Even though IDF recommends non-mydriatic fundus imaging for screening of DR, it is important for physicians to know that age of the patient, duration of diabetes, cataract, and pupil size can interfere with the quality of image in non-mydriatic fundus imaging. A single drop of tropicamide can be used to solve the problem. Chances of developing acute angle closure glaucoma are 0.006% as per most studies [12].

AI support for making the diagnosis with Remidio FOP has been tested in India extensively and many studies are ongoing. Fundus images of 301 patients with diabetes were run on the Medios Software at Dr. Mohan’s Diabetes specialties Hospital at Chennai. The images were graded by an ophthalmologist according to the International Diabetic Retinopathy Classification System.
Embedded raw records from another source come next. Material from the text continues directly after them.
//! TLS-PSK sessions backed by OpenSSL
//!
//! OpenSSL runs over an in-memory pipe so the session fits the sans-I/O
//! [`TlsSession`] shape. Only TLS 1.2 PSK cipher suites are offered; the
//! server callback resolves identities through [`PskCredentials::lookup`]
//! and answers an unknown identity with an empty key, which aborts the
//! handshake.

use std::io::{self, Read, Write};
use std::sync::Arc;

use openssl::error::ErrorStack;
use openssl::ssl::{
    ErrorCode, Ssl, SslContext, SslContextBuilder, SslMethod, SslStream, SslVersion,
};
use tracing::debug;

use super::error::TlsError;
use super::tls::{Handshake, Plaintext, PskBackend, PskCredentials, TlsSession};

/// Cipher suites offered and accepted in PSK mode
pub const PSK_CIPHERS: &str = "kECDHEPSK+AES128:kPSK+AES128";

/// [`PskBackend`] producing OpenSSL sessions
#[derive(Debug, Clone, Copy, Default)]
pub struct OpensslPsk;

impl PskBackend for OpensslPsk {
    fn client_session(
        &self,
        credentials: Arc<PskCredentials>,
    ) -> Result<Box<dyn TlsSession>, TlsError> {
        let mut builder = context_builder(SslMethod::tls_client())?;
        builder.set_psk_client_callback(move |_ssl, _hint, identity_out, key_out| {
            let identity = credentials.identity().as_bytes();
            let key = credentials.key();
            // identity is written NUL-terminated
            if identity.len() >= identity_out.len() || key.len() > key_out.len() {
                return Err(ErrorStack::get());
            }
            identity_out[..identity.len()].copy_from_slice(identity);
            identity_out[identity.len()] = 0;
            key_out[..key.len()].copy_from_slice(key);
            Ok(key.len())
        });

        let mut ssl = Ssl::new(&builder.build()).map_err(config_error)?;
        ssl.set_connect_state();
        Ok(Box::new(OpensslSession::new(ssl)?))
    }

    fn server_session(
        &self,
        credentials: Arc<PskCredentials>,
    ) -> Result<Box<dyn TlsSession>, TlsError> {
        let mut builder = context_builder(SslMethod::tls_server())?;
        builder.set_psk_server_callback(move |_ssl, identity, key_out| {
            match identity.and_then(|identity| credentials.lookup(identity)) {
                Some(key) if key.len() <= key_out.len() => {
                    key_out[..key.len()].copy_from_slice(key);
                    Ok(key.len())
                }
                _ => {
                    debug!("rejecting unknown PSK identity");
                    Ok(0)
                }
            }
        });

        let mut ssl = Ssl::new(&builder.build()).map_err(config_error)?;
        ssl.set_accept_state();
        Ok(Box::new(OpensslSession::new(ssl)?))
    }
}

fn context_builder(method: SslMethod) -> Result<SslContextBuilder, TlsError> {
    let mut builder = SslContext::builder(method).map_err(config_error)?;
    builder
        .set_min_proto_version(Some(SslVersion::TLS1_2))
        .map_err(config_error)?;
    builder
        .set_max_proto_version(Some(SslVersion::TLS1_2))
        .map_err(config_error)?;
    builder.set_cipher_list(PSK_CIPHERS).map_err(config_error)?;
    Ok(builder)
}

fn config_error(err: ErrorStack) -> TlsError {
    TlsError::Config(format!("cannot set up TLS-PSK: {err}"))
}

/// Ciphertext buffers standing in for the socket
#[derive(Debug, Default)]
struct MemoryPipe {
    inbound: Vec<u8>,
    outbound: Vec<u8>,
}

impl Read for MemoryPipe {
    fn read(&mut self, buf: &mut [u8]) -> io::Result<usize> {
        if self.inbound.is_empty() {
            return Err(io::ErrorKind::WouldBlock.into());
        }
        let n = buf.len().min(self.inbound.len());
        buf[..n].copy_from_slice(&self.inbound[..n]);
        self.inbound.drain(..n);
        Ok(n)
    }
}

impl Write for MemoryPipe {
    fn write(&mut self, data: &[u8]) -> io::Result<usize> {
        self.outbound.extend_from_slice(data);
        Ok(data.len())
    }

    fn flush(&mut self) -> io::Result<()> {
        Ok(())
    }
}

pub struct OpensslSession {
    stream: SslStream<MemoryPipe>,
    ready: bool,
}

impl OpensslSession {
    fn new(ssl: Ssl) -> Result<Self, TlsError> {
        let stream = SslStream::new(ssl, MemoryPipe::default()).map_err(config_error)?;
        Ok(Self {
            stream,
            ready: false,
        })
    }

    fn pending_output(&self) -> bool {
        !self.stream.get_ref().outbound.is_empty()
    }
}

impl TlsSession for OpensslSession {
    fn handshake(&mut self) -> Result<Handshake, TlsError> {
        if !self.ready {
            match self.stream.do_handshake() {
                Ok(()) => self.ready = true,
                Err(e) if e.code() == ErrorCode::WANT_READ => {
                    return Ok(if self.pending_output() {
                        Handshake::WantWrite
                    } else {
                        Handshake::WantRead
                    });
                }
                Err(e) if e.code() == ErrorCode::WANT_WRITE => return Ok(Handshake::WantWrite),
                Err(e) => return Err(TlsError::Handshake(e.to_string())),
            }
        }

        Ok(if self.pending_output() {
            Handshake::WantWrite
        } else {
            Handshake::Complete
        })
    }

    fn read(&mut self, buf: &mut [u8]) -> Result<Plaintext, TlsError> {
        match self.stream.ssl_read(buf) {
            Ok(0) => Ok(Plaintext::Closed),
            Ok(n) => Ok(Plaintext::Data(n)),
            Err(e) if e.code() == ErrorCode::WANT_READ => Ok(Plaintext::WantRead),
            Err(e) if e.code() == ErrorCode::ZERO_RETURN => Ok(Plaintext::Closed),
            Err(e) if e.code() == ErrorCode::SYSCALL && e.io_error().is_none() => {
                Ok(Plaintext::Closed)
            }
            Err(e) => Err(TlsError::Io(io::Error::other(e.to_string()))),
        }
    }

    fn write(&mut self, data: &[u8]) -> Result<usize, TlsError> {
        match self.stream.ssl_write(data) {
            Ok(n) => Ok(n),
            Err(e) if e.code() == ErrorCode::WANT_READ || e.code() == ErrorCode::WANT_WRITE => Ok(0),
            Err(e) => Err(TlsError::Io(io::Error::other(e.to_string()))),
        }
    }

    fn ready(&self) -> bool {
        self.ready
    }

    fn close(&mut self) {
        if self.ready {
            // close_notify is best effort; the socket is shut down right after
            let _ = self.stream.shutdown();
        }
    }

    fn receive(&mut self, ciphertext: &[u8]) -> Result<usize, TlsError> {
        self.stream.get_mut().inbound.extend_from_slice(ciphertext);
        Ok(ciphertext.len())
    }

    fn transmit(&mut self, out: &mut Vec<u8>) -> Result<usize, TlsError> {
        let pending = &mut self.stream.get_mut().outbound;
        let produced = pending.len();
        out.append(pending);
        Ok(produced)
    }
}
The ophthalmologist was blinded to the diagnosis of the AI. The AI reported the images as REFER (mod, severe NPDR, PDR, and DME) or NO REFER (mild NPDR or no DR). The diagnosis of the AI was compared to that of the ophthalmologist. Results presented at APTOS July 2018 conference at Singapore (under publication) showed sensitivity for referable DR (mod, severe NPDR and PDR) as 96.6% (95% CI 92.1–98.9) and for severe NPDR and PDR showed was 100% (95% CI 94.8–100). In another study done by Prof. S Natarajan and colleagues from Aditya Jyot Eye Hospital, Mumbai was presented at the 2018 RSSDI conference (under publication). DR screening at Mumbai Municipal Corporation Dispensary done by his group used the AI to make the diagnosis and sensitivity for any DR was 85.2% and for referable DR (mod, severe PDR and DME) was 100%.

Our own team at Diacon Hospital in association with Retina Institute of Karnataka has two large studies. First study took three images per eye (mydriatic) and compared the AI diagnosis with that of two senior retina vitreous surgeons. Total of six images per patient from 304 patients were analyzed and results are being presented at ATTD 2019 conference at Berlin during February. Sensitivity and specificity for referable DR (mod NPDR and more severe or the presence of DME) was 98.84 (95% CI 97.62–100%) and 86.73% (95% CI 82.87–90.59%). Sensitivity for sight threating DR (severe NPDR, PDR or the presence of DME) was 100%. Sensitivity and specificity for any DR (mild, mod NPDR and more severe) was 86.78% (95% CI 97.62–100%) and 95.45% (95% CI 82.87–90.59%). This study is under publication.

To our knowledge, the largest study from India using an offline AI (SMART STUDY) on a portable cost-effective FOP camera is being presented at ADA 2019 at San Francisco from our team. The results of AI diagnosis using non-mydriatic retinal images of 900 patients are compared to the diagnosis of 5 ophthalmologists (considered as ground truth).

The results from various studies above help us as doctors in adopting newer technology in clinical care. The aim is to use technology that shows consistent, reliable, and accurate results across multiple studies.

Conclusion

Deep learning and artificial intelligence are here to assist us in screening for DR in all our cases. The Remidio FOP is portable, easy to use, FDA-approved, and captures non-mydriatic good quality images comparable to the best of the fundus cameras. Medios AI software for DR screening works offline on the iPhone, gives immediate reports, highlights lesions (heat maps) and produces PDF reports. Studies show that offline AI algorithm by Medios can be used for screening for diabetic retinopathy in primary care. The sensitivity of the Medios AI with mydriatic images exceeds the FDA-mandated superiority end points. This can open new doors to make DR screening more accessible. Larger and multi-center studies will further validate the results of our efforts.

The use of AI promises to reduce cognitive work load for physicians and ophthalmologists thus improving care, diagnostic accuracy while improving clinical and operational efficiency.

Who should bell the cat? We all as treating physicians must take responsibility for screening for DR.

If we do not screen for DR, our patients are likely to go blind.